Your objective:
Each record must be printed exactly as given.
☆ ☆ ☆ ☆ ☆
mod index_searcher;

pub use index_searcher::IndexSearcher;
mod caching_wrapper_filter;
mod prefix_filter;
mod query_wrapper_filter;
mod terms_filter;

use std::fmt;
use std::sync::Arc;

pub use caching_wrapper_filter::CachingWrapperFilter;
pub use prefix_filter::PrefixFilter;
pub use query_wrapper_filter::QueryWrapperFilter;
pub use terms_filter::TermsFilter;

use crate::common::constants::NO_MORE_DOCS;
use crate::core::docset::{BitDocIdSet, DocIdSet, DocIdSetIterator};
use crate::core::index::{IndexReader, Term};
use crate::Result;

/// Restricts which documents a search may return.
pub trait Filter: Send + Sync + fmt::Debug + fmt::Display {
    /// The admitted docs of `reader`, `None` when there are none.
    fn doc_id_set(&self, reader: &dyn IndexReader) -> Result<Option<Arc<dyn DocIdSet>>>;
}

/// Docs holding any of `terms`, deleted docs left out.
pub(crate) fn docs_with_any_term<'t>(
    reader: &dyn IndexReader,
    terms: impl IntoIterator<Item = &'t Term>,
) -> Result<Option<Arc<dyn DocIdSet>>> {
    let mut docs = BitDocIdSet::with_max_doc(reader.max_doc());
    for term in terms {
        let mut postings = match reader.postings(term)? {
            Some(postings) => postings,
            None => continue,
        };
        let mut doc = postings.next_doc()?;
        while doc != NO_MORE_DOCS {
            docs.insert(doc);
            doc = postings.next_doc()?;
        }
    }
    match docs.is_empty() {
        true => Ok(None),
        false => Ok(Some(Arc::new(docs))),
    }
}

#[cfg(test)]
pub(crate) mod test_util {
    use super::*;
    use crate::common::DocId;

    pub(crate) fn filtered_docs(filter: &dyn Filter, reader: &dyn IndexReader) -> Vec<DocId> {
        let set = match filter.doc_id_set(reader).unwrap() {
            Some(set) => set,
            None => return vec![],
        };
        let mut iterator = match set.iterator().unwrap() {
            Some(iterator) => iterator,
            None => return vec![],
        };
        let mut docs = vec![];
        while iterator.next_doc().unwrap() != NO_MORE_DOCS {
            docs.push(iterator.doc_id());
        }
        docs
    }
}
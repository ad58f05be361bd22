/// Ordering used by a [`PriorityQueue`], the least element sits on top.
pub trait HeapOrder<T> {
    fn less_than(&self, a: &T, b: &T) -> bool;
}

/// Bounded binary min-heap.
///
/// Elements are stored in a 0-based array; the children of `i` live at
/// `2i + 1` and `2i + 2`.
#[derive(Debug, Clone)]
pub struct PriorityQueue<T, O> {
    heap: Vec<T>,
    max_size: usize,
    order: O,
}

impl<T, O: HeapOrder<T>> PriorityQueue<T, O> {
    pub fn new(max_size: usize, order: O) -> Self {
        Self { heap: Vec::with_capacity(max_size), max_size, order }
    }

    /// A full queue of sentinels. Sentinels must be less than or equal to any real element,
    /// real ones then replace them through `top_mut` + `update_top`.
    pub fn with_sentinels(max_size: usize, order: O, mut sentinel: impl FnMut() -> T) -> Self {
        let mut heap = Vec::with_capacity(max_size);
        heap.extend((0..max_size).map(|_| sentinel()));
        Self { heap, max_size, order }
    }

    /// Adds an element, the caller makes sure the queue isn't full.
    pub fn add(&mut self, element: T) {
        debug_assert!(self.heap.len() < self.max_size, "priority queue overflow");
        self.heap.push(element);
        self.up_heap(self.heap.len() - 1);
    }

    /// Adds `element` if there is room or if it is not less than the top.
    /// Returns whatever fell out: the old top, `element` itself, or nothing.
    pub fn insert_with_overflow(&mut self, element: T) -> Option<T> {
        if self.heap.len() < self.max_size {
            self.add(element);
            return None;
        }
        if !self.heap.is_empty() && !self.order.less_than(&element, &self.heap[0]) {
            let evicted = std::mem::replace(&mut self.heap[0], element);
            self.down_heap(0);
            return Some(evicted);
        }
        Some(element)
    }

    pub fn top(&self) -> Option<&T> {
        self.heap.first()
    }

    /// Mutable access to the top; call `update_top` after changing it.
    pub fn top_mut(&mut self) -> Option<&mut T> {
        self.heap.first_mut()
    }

    /// Restores the heap after the top was modified in place.
    pub fn update_top(&mut self) -> Option<&T> {
        self.down_heap(0);
        self.heap.first()
    }

    pub fn pop(&mut self) -> Option<T> {
        if self.heap.is_empty() {
            return None;
        }
        let top = self.heap.swap_remove(0);
        self.down_heap(0);
        Some(top)
    }

    pub fn size(&self) -> usize {
        self.heap.len()
    }

    pub fn is_empty(&self) -> bool {
        self.heap.is_empty()
    }

    pub fn max_size(&self) -> usize {
        self.max_size
    }

    pub fn clear(&mut self) {
        self.heap.clear();
    }

    /// Heap order, not sorted.
    pub fn iter(&self) -> std::slice::Iter<'_, T> {
        self.heap.iter()
    }

    pub fn order(&self) -> &O {
        &self.order
    }

    fn up_heap(&mut self, mut i: usize) {
        while i > 0 {
            let parent = (i - 1) / 2;
            if !self.order.less_than(&self.heap[i], &self.heap[parent]) {
                break;
            }
            self.heap.swap(i, parent);
            i = parent;
        }
    }

    fn down_heap(&mut self, mut i: usize) {
        let len = self.heap.len();
        loop {
            let left = 2 * i + 1;
            if left >= len {
                break;
            }
            let right = left + 1;
            let child = match right < len && self.order.less_than(&self.heap[right], &self.heap[left]) {
                true => right,
                false => left,
            };
            if !self.order.less_than(&self.heap[child], &self.heap[i]) {
                break;
            }
            self.heap.swap(i, child);
            i = child;
        }
    }
}

#[cfg(test)]
mod tests {
    use super::*;
    use rand::seq::SliceRandom;

    struct MinOrder;

    impl HeapOrder<i32> for MinOrder {
        fn less_than(&self, a: &i32, b: &i32) -> bool {
            a < b
        }
    }

    #[test]
    fn test_pop_in_order() {
        let mut values: Vec<i32> = (0..100).collect();
        values.shuffle(&mut rand::thread_rng());

        let mut pq = PriorityQueue::new(100, MinOrder);
        for v in values {
            pq.add(v);
        }
        assert_eq!(pq.size(), 100);
        let popped: Vec<i32> = std::iter::from_fn(|| pq.pop()).collect();
        assert_eq!(popped, (0..100).collect::<Vec<_>>());
        assert!(pq.pop().is_none());
    }

    #[test]
    fn test_insert_with_overflow_keeps_largest() {
        let mut values: Vec<i32> = (0..50).collect();
        values.shuffle(&mut rand::thread_rng());

        let mut pq = PriorityQueue::new(5, MinOrder);
        let mut overflowed = 0;
        for v in values {
            if pq.insert_with_overflow(v).is_some() {
                overflowed += 1;
            }
        }
        assert_eq!(overflowed, 45);
        let mut kept: Vec<i32> = pq.iter().copied().collect();
        kept.sort();
        assert_eq!(kept, vec![45, 46, 47, 48, 49]);
        // a smaller element comes straight back
        assert_eq!(pq.insert_with_overflow(3), Some(3));
        assert_eq!(pq.insert_with_overflow(60), Some(45));
    }

    #[test]
    fn test_update_top_and_sentinels() {
        let mut pq = PriorityQueue::with_sentinels(3, MinOrder, || i32::MIN);
        assert_eq!(pq.size(), 3);
        for v in [7, 3, 9, 1] {
            if v > *pq.top().unwrap() {
                *pq.top_mut().unwrap() = v;
                pq.update_top();
            }
        }
        // size never changes in sentinel mode
        assert_eq!(pq.size(), 3);
        assert_eq!(pq.pop(), Some(3));
        assert_eq!(pq.pop(), Some(7));
        assert_eq!(pq.pop(), Some(9));
        pq.clear();
        assert!(pq.is_empty());
    }
}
☆ ☆ ☆ ☆ ☆
Solution below:
mod index_searcher;

pub use index_searcher::IndexSearcher;
mod caching_wrapper_filter;
mod prefix_filter;
mod query_wrapper_filter;
mod terms_filter;

use std::fmt;
use std::sync::Arc;

pub use caching_wrapper_filter::CachingWrapperFilter;
pub use prefix_filter::PrefixFilter;
pub use query_wrapper_filter::QueryWrapperFilter;
pub use terms_filter::TermsFilter;

use crate::common::constants::NO_MORE_DOCS;
use crate::core::docset::{BitDocIdSet, DocIdSet, DocIdSetIterator};
use crate::core::index::{IndexReader, Term};
use crate::Result;

/// Restricts which documents a search may return.
pub trait Filter: Send + Sync + fmt::Debug + fmt::Display {
    /// The admitted docs of `reader`, `None` when there are none.
    fn doc_id_set(&self, reader: &dyn IndexReader) -> Result<Option<Arc<dyn DocIdSet>>>;
}

/// Docs holding any of `terms`, deleted docs left out.
pub(crate) fn docs_with_any_term<'t>(
    reader: &dyn IndexReader,
    terms: impl IntoIterator<Item = &'t Term>,
) -> Result<Option<Arc<dyn DocIdSet>>> {
    let mut docs = BitDocIdSet::with_max_doc(reader.max_doc());
    for term in terms {
        let mut postings = match reader.postings(term)? {
            Some(postings) => postings,
            None => continue,
        };
        let mut doc = postings.next_doc()?;
        while doc != NO_MORE_DOCS {
            docs.insert(doc);
            doc = postings.next_doc()?;
        }
    }
    match docs.is_empty() {
        true => Ok(None),
        false => Ok(Some(Arc::new(docs))),
    }
}

#[cfg(test)]
pub(crate) mod test_util {
    use super::*;
    use crate::common::DocId;

    pub(crate) fn filtered_docs(filter: &dyn Filter, reader: &dyn IndexReader) -> Vec<DocId> {
        let set = match filter.doc_id_set(reader).unwrap() {
            Some(set) => set,
            None => return vec![],
        };
        let mut iterator = match set.iterator().unwrap() {
            Some(iterator) => iterator,
            None => return vec![],
        };
        let mut docs = vec![];
        while iterator.next_doc().unwrap() != NO_MORE_DOCS {
            docs.push(iterator.doc_id());
        }
        docs
    }
}
repository ad58f05be361bd22
/// Ordering used by a [`PriorityQueue`], the least element sits on top.
pub trait HeapOrder<T> {
    fn less_than(&self, a: &T, b: &T) -> bool;
}

/// Bounded binary min-heap.
///
/// Elements are stored in a 0-based array; the children of `i` live at
/// `2i + 1` and `2i + 2`.
#[derive(Debug, Clone)]
pub struct PriorityQueue<T, O> {
    heap: Vec<T>,
    max_size: usize,
    order: O,
}

impl<T, O: HeapOrder<T>> PriorityQueue<T, O> {
    pub fn new(max_size: usize, order: O) -> Self {
        Self { heap: Vec::with_capacity(max_size), max_size, order }
    }

    /// A full queue of sentinels. Sentinels must be less than or equal to any real element,
    /// real ones then replace them through `top_mut` + `update_top`.
    pub fn with_sentinels(max_size: usize, order: O, mut sentinel: impl FnMut() -> T) -> Self {
        let mut heap = Vec::with_capacity(max_size);
        heap.extend((0..max_size).map(|_| sentinel()));
        Self { heap, max_size, order }
    }

    /// Adds an element, the caller makes sure the queue isn't full.
    pub fn add(&mut self, element: T) {
        debug_assert!(self.heap.len() < self.max_size, "priority queue overflow");
        self.heap.push(element);
        self.up_heap(self.heap.len() - 1);
    }

    /// Adds `element` if there is room or if it is not less than the top.
    /// Returns whatever fell out: the old top, `element` itself, or nothing.
    pub fn insert_with_overflow(&mut self, element: T) -> Option<T> {
        if self.heap.len() < self.max_size {
            self.add(element);
            return None;
        }
        if !self.heap.is_empty() && !self.order.less_than(&element, &self.heap[0]) {
            let evicted = std::mem::replace(&mut self.heap[0], element);
            self.down_heap(0);
            return Some(evicted);
        }
        Some(element)
    }

    pub fn top(&self) -> Option<&T> {
        self.heap.first()
    }

    /// Mutable access to the top; call `update_top` after changing it.
    pub fn top_mut(&mut self) -> Option<&mut T> {
        self.heap.first_mut()
    }

    /// Restores the heap after the top was modified in place.
    pub fn update_top(&mut self) -> Option<&T> {
        self.down_heap(0);
        self.heap.first()
    }

    pub fn pop(&mut self) -> Option<T> {
        if self.heap.is_empty() {
            return None;
        }
        let top = self.heap.swap_remove(0);
        self.down_heap(0);
        Some(top)
    }

    pub fn size(&self) -> usize {
        self.heap.len()
    }

    pub fn is_empty(&self) -> bool {
        self.heap.is_empty()
    }

    pub fn max_size(&self) -> usize {
        self.max_size
    }

    pub fn clear(&mut self) {
        self.heap.clear();
    }

    /// Heap order, not sorted.
    pub fn iter(&self) -> std::slice::Iter<'_, T> {
        self.heap.iter()
    }

    pub fn order(&self) -> &O {
        &self.order
    }

    fn up_heap(&mut self, mut i: usize) {
        while i > 0 {
            let parent = (i - 1) / 2;
            if !self.order.less_than(&self.heap[i], &self.heap[parent]) {
                break;
            }
            self.heap.swap(i, parent);
            i = parent;
        }
    }

    fn down_heap(&mut self, mut i: usize) {
        let len = self.heap.len();
        loop {
            let left = 2 * i + 1;
            if left >= len {
                break;
            }
            let right = left + 1;
            let child = match right < len && self.order.less_than(&self.heap[right], &self.heap[left]) {
                true => right,
                false => left,
            };
            if !self.order.less_than(&self.heap[child], &self.heap[i]) {
                break;
            }
            self.heap.swap(i, child);
            i = child;
        }
    }
}

#[cfg(test)]
mod tests {
    use super::*;
    use rand::seq::SliceRandom;

    struct MinOrder;

    impl HeapOrder<i32> for MinOrder {
        fn less_than(&self, a: &i32, b: &i32) -> bool {
            a < b
        }
    }

    #[test]
    fn test_pop_in_order() {
        let mut values: Vec<i32> = (0..100).collect();
        values.shuffle(&mut rand::thread_rng());

        let mut pq = PriorityQueue::new(100, MinOrder);
        for v in values {
            pq.add(v);
        }
        assert_eq!(pq.size(), 100);
        let popped: Vec<i32> = std::iter::from_fn(|| pq.pop()).collect();
        assert_eq!(popped, (0..100).collect::<Vec<_>>());
        assert!(pq.pop().is_none());
    }

    #[test]
    fn test_insert_with_overflow_keeps_largest() {
        let mut values: Vec<i32> = (0..50).collect();
        values.shuffle(&mut rand::thread_rng());

        let mut pq = PriorityQueue::new(5, MinOrder);
        let mut overflowed = 0;
        for v in values {
            if pq.insert_with_overflow(v).is_some() {
                overflowed += 1;
            }
        }
        assert_eq!(overflowed, 45);
        let mut kept: Vec<i32> = pq.iter().copied().collect();
        kept.sort();
        assert_eq!(kept, vec![45, 46, 47, 48, 49]);
        // a smaller element comes straight back
        assert_eq!(pq.insert_with_overflow(3), Some(3));
        assert_eq!(pq.insert_with_overflow(60), Some(45));
    }

    #[test]
    fn test_update_top_and_sentinels() {
        let mut pq = PriorityQueue::with_sentinels(3, MinOrder, || i32::MIN);
        assert_eq!(pq.size(), 3);
        for v in [7, 3, 9, 1] {
            if v > *pq.top().unwrap() {
                *pq.top_mut().unwrap() = v;
                pq.update_top();
            }
        }
        // size never changes in sentinel mode
        assert_eq!(pq.size(), 3);
        assert_eq!(pq.pop(), Some(3));
        assert_eq!(pq.pop(), Some(7));
        assert_eq!(pq.pop(), Some(9));
        pq.clear();
        assert!(pq.is_empty());
    }
}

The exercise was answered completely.